Stored data
────────────────

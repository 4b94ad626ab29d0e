use std::fs;
use std::fs::File;
use std::io::{Error, Read, Write};
use std::mem;
use std::path::{Path, PathBuf};
use log::trace;

#[inline]
pub fn read_u8<R: Read>(reader: &mut R) -> Result<u8, Error> {
    type V = u8;
    let mut buff = [0; mem::size_of::<V>()];
    reader.read_exact(&mut buff)?;
    Ok(V::from_le_bytes(buff))
}

#[inline]
pub fn read_i8<R: Read>(reader: &mut R) -> Result<i8, Error> {
    type V = i8;
    let mut buff = [0; mem::size_of::<V>()];
    reader.read_exact(&mut buff)?;
    Ok(V::from_le_bytes(buff))
}

#[inline]
pub fn read_u16<R: Read>(reader: &mut R) -> Result<u16, Error> {
    let mut buff = [0; mem::size_of::<u16>()];
    reader.read_exact(&mut buff)?;
    Ok(u16::from_le_bytes(buff))
}

#[inline]
pub fn read_u32<R: Read>(reader: &mut R) -> Result<u32, Error> {
    type V = u32;
    let mut buff = [0; mem::size_of::<V>()];
    reader.read_exact(&mut buff)?;
    Ok(V::from_le_bytes(buff))
}

fn temp_path(path: &Path) -> PathBuf {
    let mut name = path.file_name().map(|n| n.to_os_string()).unwrap_or_default();
    name.push(".tmp");
    path.with_file_name(name)
}

/// Writes `bytes` to a sibling temporary file, flushes it, then renames it
/// over `path`. If anything fails the target file is left untouched and the
/// temporary is removed.
pub fn save_atomic(path: &Path, bytes: &[u8]) -> Result<(), Error> {
    trace!("save_atomic {}", path.display());
    let tmp = temp_path(path);

    let result = (|| {
        let mut file = File::create(&tmp)?;
        file.write_all(bytes)?;
        file.sync_all()?;
        Ok(())
    })();

    match result {
        Ok(()) => fs::rename(&tmp, path).map_err(|e| {
            let _ = fs::remove_file(&tmp);
            e
        }),
        Err(e) => {
            let _ = fs::remove_file(&tmp);
            Err(e)
        }
    }
}
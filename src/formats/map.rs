use thiserror::Error;

/// Bytes per cell on disk: floor, west wall, north wall, content.
pub const QUAD_BYTES: usize = 4;
pub const HEADER_BYTES: usize = 3;

#[derive(Debug, Error)]
pub enum MapFileError {
    #[error("map data of {actual} bytes, header promises {expected}")]
    CorruptFile { expected: usize, actual: usize },
}

/// Raw MAP file contents: dimensions plus one 4-byte group per cell in
/// level-major, row-major, column-major order. Part bytes are catalog id + 2,
/// 0 for blank.
pub struct MapFile {
    pub rows: u8,
    pub cols: u8,
    pub levs: u8,
    pub quads: Vec<[u8; QUAD_BYTES]>,
}

impl MapFile {
    pub fn read(bytes: &[u8]) -> Result<Self, MapFileError> {
        if bytes.len() < HEADER_BYTES {
            return Err(MapFileError::CorruptFile {
                expected: HEADER_BYTES,
                actual: bytes.len(),
            });
        }

        let (rows, cols, levs) = (bytes[0], bytes[1], bytes[2]);
        let cells = rows as usize * cols as usize * levs as usize;
        let expected = HEADER_BYTES + cells * QUAD_BYTES;
        if bytes.len() != expected {
            return Err(MapFileError::CorruptFile {
                expected,
                actual: bytes.len(),
            });
        }

        let quads = bytes[HEADER_BYTES..]
            .chunks_exact(QUAD_BYTES)
            .map(|q| [q[0], q[1], q[2], q[3]])
            .collect();

        Ok(MapFile { rows, cols, levs, quads })
    }

    pub fn write(&self) -> Vec<u8> {
        let mut bytes = Vec::with_capacity(HEADER_BYTES + self.quads.len() * QUAD_BYTES);
        bytes.push(self.rows);
        bytes.push(self.cols);
        bytes.push(self.levs);
        for quad in &self.quads {
            bytes.extend_from_slice(quad);
        }
        bytes
    }
}
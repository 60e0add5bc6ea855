//! Tag branch lifecycle: the only writer of tag release rules.
//!
//! Rule rows are replaced by inserting the successor before deleting the
//! predecessor, so the successor always carries the larger id. The rule cache
//! depends on this ordering.
mod namespace_tag_service;
mod unique_key;

pub use namespace_tag_service::*;
pub use unique_key::*;
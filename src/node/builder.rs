//! A builder pattern implementation for constructing a [`Node`] instance.
//!
//! The [`NodeBuilder`] assembles the components a swimlane node needs: the
//! rule store, the in-process release message bus, the tag rule cache and
//! the tag branch lifecycle service.
//!
//! ## Key Design Points
//! - **Store selection**: `with_sled_store()` for the persistent store, `with_memory_store()` for
//!   process-local tables, or `store()` for a caller-supplied one.
//! - **Customization**: `message_sender()` replaces the bus as the lifecycle service's publisher.
//! - **Lifecycle Management**:
//!   - `build()`: Assembles the [`Node`] and spawns the release message dispatcher.
//!   - `start_metrics_server()`: Launches the Prometheus endpoint.
//!   - `ready()`: Finalizes construction and returns the initialized [`Node`].
//!
//! ## Example
//! ```ignore
//! let (shutdown_tx, shutdown_rx) = watch::channel(());
//! let node = NodeBuilder::init(config, shutdown_rx)
//!     .with_sled_store()?
//!     .build()?
//!     .start_metrics_server(shutdown_tx.subscribe())
//!     .ready()?;
//! ```

use std::sync::atomic::AtomicBool;
use std::sync::Arc;

use tokio::sync::watch;
use tracing::debug;
use tracing::info;

use crate::metrics;
use crate::MemoryStore;
use crate::MessageSender;
use crate::NamespaceTagService;
use crate::Node;
use crate::ReleaseMessageDispatcher;
use crate::Result;
use crate::SledStore;
use crate::Store;
use crate::SwimlaneConfig;
use crate::SystemError;
use crate::TagReleaseRulesHolder;

pub struct NodeBuilder<S>
where
    S: Store,
{
    pub(super) config: SwimlaneConfig,
    pub(super) store: Option<Arc<S>>,
    pub(super) message_sender: Option<Arc<dyn MessageSender>>,
    pub(super) shutdown_signal: watch::Receiver<()>,

    pub(super) node: Option<Arc<Node<S>>>,
}

impl<S> NodeBuilder<S>
where
    S: Store,
{
    /// Creates a builder from an already loaded configuration.
    pub fn init(
        config: SwimlaneConfig,
        shutdown_signal: watch::Receiver<()>,
    ) -> Self {
        Self {
            config,
            store: None,
            message_sender: None,
            shutdown_signal,
            node: None,
        }
    }

    /// Sets the rule store shared by the cache and the lifecycle service.
    pub fn store(
        mut self,
        store: Arc<S>,
    ) -> Self {
        self.store = Some(store);
        self
    }

    /// Replaces the release bus as the lifecycle service's publisher.
    ///
    /// Messages sent through a custom sender never reach this node's cache;
    /// the periodic scan picks the change up instead.
    pub fn message_sender(
        mut self,
        message_sender: Arc<dyn MessageSender>,
    ) -> Self {
        self.message_sender = Some(message_sender);
        self
    }

    /// Builds the node and spawns the release message dispatcher.
    ///
    /// # Errors
    /// Fails with `NodeStartFailed` when no store was configured.
    pub fn build(mut self) -> Result<Self> {
        let store = self
            .store
            .take()
            .ok_or_else(|| SystemError::NodeStartFailed("no rule store configured".to_string()))?;

        let (mut dispatcher, release_bus) = ReleaseMessageDispatcher::new(
            self.config.notification.channel_capacity,
            self.config.notification.max_in_flight_dispatches,
            self.shutdown_signal.clone(),
        );

        let rules = Arc::new(TagReleaseRulesHolder::new(
            store.clone(),
            &self.config.cache,
            &self.config.notification,
        ));
        dispatcher.add_listener(rules.clone());

        let message_sender = self
            .message_sender
            .take()
            .unwrap_or_else(|| Arc::new(release_bus.clone()) as Arc<dyn MessageSender>);
        let tag_service = Arc::new(NamespaceTagService::new(
            store,
            message_sender,
            &self.config.notification,
        ));

        debug!("1. --- spawn release message dispatcher --- ");
        tokio::spawn(dispatcher.run());

        self.node = Some(Arc::new(Node {
            rules,
            tag_service,
            release_bus,
            ready: AtomicBool::new(false),
            shutdown_signal: self.shutdown_signal.clone(),
            config: Arc::new(self.config.clone()),
        }));
        Ok(self)
    }

    /// Starts the metrics server for monitoring node operations.
    ///
    /// Launches a Prometheus endpoint on the configured port, unless
    /// monitoring is disabled.
    pub fn start_metrics_server(
        self,
        shutdown_signal: watch::Receiver<()>,
    ) -> Self {
        if !self.config.monitoring.prometheus_enabled {
            info!("Prometheus exporter disabled");
            return self;
        }
        let port = self.config.monitoring.prometheus_port;
        tokio::spawn(async move {
            metrics::start_server(port, shutdown_signal).await;
        });
        self
    }

    /// Returns the built node instance after successful construction.
    ///
    /// # Errors
    /// Returns `NodeStartFailed` if build hasn't completed
    pub fn ready(self) -> Result<Arc<Node<S>>> {
        self.node
            .ok_or_else(|| SystemError::NodeStartFailed("check node ready failed".to_string()).into())
    }
}

impl NodeBuilder<SledStore> {
    /// Opens the persistent store under `storage.db_root_dir`.
    pub fn with_sled_store(self) -> Result<Self> {
        let store = SledStore::open_at(&self.config.storage.db_root_dir)?;
        Ok(self.store(Arc::new(store)))
    }
}

impl NodeBuilder<MemoryStore> {
    pub fn with_memory_store(self) -> Self {
        self.store(Arc::new(MemoryStore::in_memory()))
    }
}
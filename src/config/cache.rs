use std::time::Duration;

use config::ConfigError;
use serde::Deserialize;
use serde::Serialize;

use crate::constants::DEFAULT_SCAN_PAGE_SIZE;
use crate::Error;
use crate::Result;

const MAX_SCAN_PAGE_SIZE: usize = 10_000;

/// Parameters of the tag rule cache reconciliation engine
#[derive(Debug, Serialize, Deserialize, Clone)]
pub struct CacheConfig {
    /// Fixed delay between two full-table scan passes (seconds)
    #[serde(default = "default_scan_interval_in_secs")]
    pub scan_interval_in_secs: u64,

    /// Rows fetched per page during a scan pass
    #[serde(default = "default_scan_page_size")]
    pub scan_page_size: usize,

    /// When false the periodic scanner is not spawned; the warm-up scan
    /// and notification path still run
    #[serde(default = "default_scan_enabled")]
    pub scan_enabled: bool,
}

impl Default for CacheConfig {
    fn default() -> Self {
        Self {
            scan_interval_in_secs: default_scan_interval_in_secs(),
            scan_page_size: default_scan_page_size(),
            scan_enabled: default_scan_enabled(),
        }
    }
}

impl CacheConfig {
    pub fn validate(&self) -> Result<()> {
        if self.scan_interval_in_secs == 0 {
            return Err(Error::Config(ConfigError::Message(
                "scan_interval_in_secs must be at least 1".into(),
            )));
        }

        if self.scan_page_size == 0 || self.scan_page_size > MAX_SCAN_PAGE_SIZE {
            return Err(Error::Config(ConfigError::Message(format!(
                "scan_page_size must be within 1..={}, got {}",
                MAX_SCAN_PAGE_SIZE, self.scan_page_size
            ))));
        }

        Ok(())
    }

    pub fn scan_interval(&self) -> Duration {
        Duration::from_secs(self.scan_interval_in_secs)
    }
}

fn default_scan_interval_in_secs() -> u64 {
    60
}
fn default_scan_page_size() -> usize {
    DEFAULT_SCAN_PAGE_SIZE
}
fn default_scan_enabled() -> bool {
    true
}
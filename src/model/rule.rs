use serde::Deserialize;
use serde::Serialize;

use super::DataChange;
use crate::constants::SWIMLANE_TAG_PREFIX;

/// Lifecycle state of a namespace branch
#[derive(Debug, Clone, Copy, PartialEq, Eq, Hash, Serialize, Deserialize)]
#[repr(i32)]
pub enum BranchStatus {
    /// Abandoned
    Deleted = 0,
    /// Currently effective
    Active = 1,
    /// Folded back into the main release
    Merged = 2,
}

impl BranchStatus {
    pub fn is_active(self) -> bool {
        self == BranchStatus::Active
    }
}

impl TryFrom<i32> for BranchStatus {
    type Error = i32;

    fn try_from(value: i32) -> std::result::Result<Self, Self::Error> {
        match value {
            0 => Ok(BranchStatus::Deleted),
            1 => Ok(BranchStatus::Active),
            2 => Ok(BranchStatus::Merged),
            other => Err(other),
        }
    }
}

/// One branch's gray-tag binding.
///
/// Rows are never updated in place: a new release or a deletion inserts a
/// replacement row (which receives a larger id) and then soft-deletes the
/// previous one. The rule cache relies on this to use "higher id wins" as its
/// only freshness rule.
#[derive(Debug, Clone, PartialEq, Eq, Serialize, Deserialize)]
pub struct TagReleaseRule {
    /// Assigned by the store on insert, strictly increasing; 0 before insert
    pub id: u64,
    pub app_id: String,
    pub parent_cluster_name: String,
    /// Branch cluster name
    pub cluster_name: String,
    pub namespace_name: String,
    /// Same value as `cluster_name`
    pub branch_name: String,
    pub tag: String,
    /// 0 means the branch was never released
    pub release_id: u64,
    pub branch_status: BranchStatus,
    pub data_change: DataChange,
}

impl TagReleaseRule {
    /// Unreleased ACTIVE rule for a freshly created branch cluster.
    pub fn new_active(
        app_id: &str,
        parent_cluster_name: &str,
        branch_cluster_name: &str,
        namespace_name: &str,
        tag: &str,
        operator: &str,
    ) -> Self {
        Self {
            id: 0,
            app_id: app_id.to_string(),
            parent_cluster_name: parent_cluster_name.to_string(),
            cluster_name: branch_cluster_name.to_string(),
            namespace_name: namespace_name.to_string(),
            branch_name: branch_cluster_name.to_string(),
            tag: normalize_tag(tag),
            release_id: 0,
            branch_status: BranchStatus::Active,
            data_change: DataChange::new(operator),
        }
    }

    pub fn is_released(&self) -> bool {
        self.release_id != 0
    }

    pub fn is_active(&self) -> bool {
        self.branch_status.is_active()
    }

    /// A rule belongs to `cluster` when it is either its branch cluster or its
    /// parent cluster.
    pub fn in_cluster(
        &self,
        cluster_name: &str,
    ) -> bool {
        self.cluster_name == cluster_name || self.parent_cluster_name == cluster_name
    }

    /// Row that supersedes this one after the branch is released.
    ///
    /// Copies every descriptive column; only `release_id` changes and the
    /// status is forced back to ACTIVE.
    pub fn replacement(
        &self,
        release_id: u64,
        operator: &str,
    ) -> Self {
        Self {
            id: 0,
            release_id,
            branch_status: BranchStatus::Active,
            data_change: DataChange::new(operator),
            ..self.clone()
        }
    }

    /// Row that retires this one once the branch is abandoned or merged.
    pub fn tombstone(
        &self,
        status: BranchStatus,
        operator: &str,
    ) -> Self {
        Self {
            id: 0,
            branch_status: status,
            data_change: DataChange::new(operator),
            ..self.clone()
        }
    }
}

/// Prepends the swimlane marker unless the tag already carries it.
pub fn normalize_tag(tag: &str) -> String {
    if tag.starts_with(SWIMLANE_TAG_PREFIX) {
        tag.to_string()
    } else {
        format!("{}{}", SWIMLANE_TAG_PREFIX, tag)
    }
}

────────────────

Exercise: Each line from the top of the data, up to and including the line that contains "type V = i8;", should be set down exactly.

Written answer:
repository 4b94ad626ab29d0e
use std::fs;
use std::fs::File;
use std::io::{Error, Read, Write};
use std::mem;
use std::path::{Path, PathBuf};
use log::trace;

#[inline]
pub fn read_u8<R: Read>(reader: &mut R) -> Result<u8, Error> {
    type V = u8;
    let mut buff = [0; mem::size_of::<V>()];
    reader.read_exact(&mut buff)?;
    Ok(V::from_le_bytes(buff))
}

#[inline]
pub fn read_i8<R: Read>(reader: &mut R) -> Result<i8, Error> {
    type V = i8;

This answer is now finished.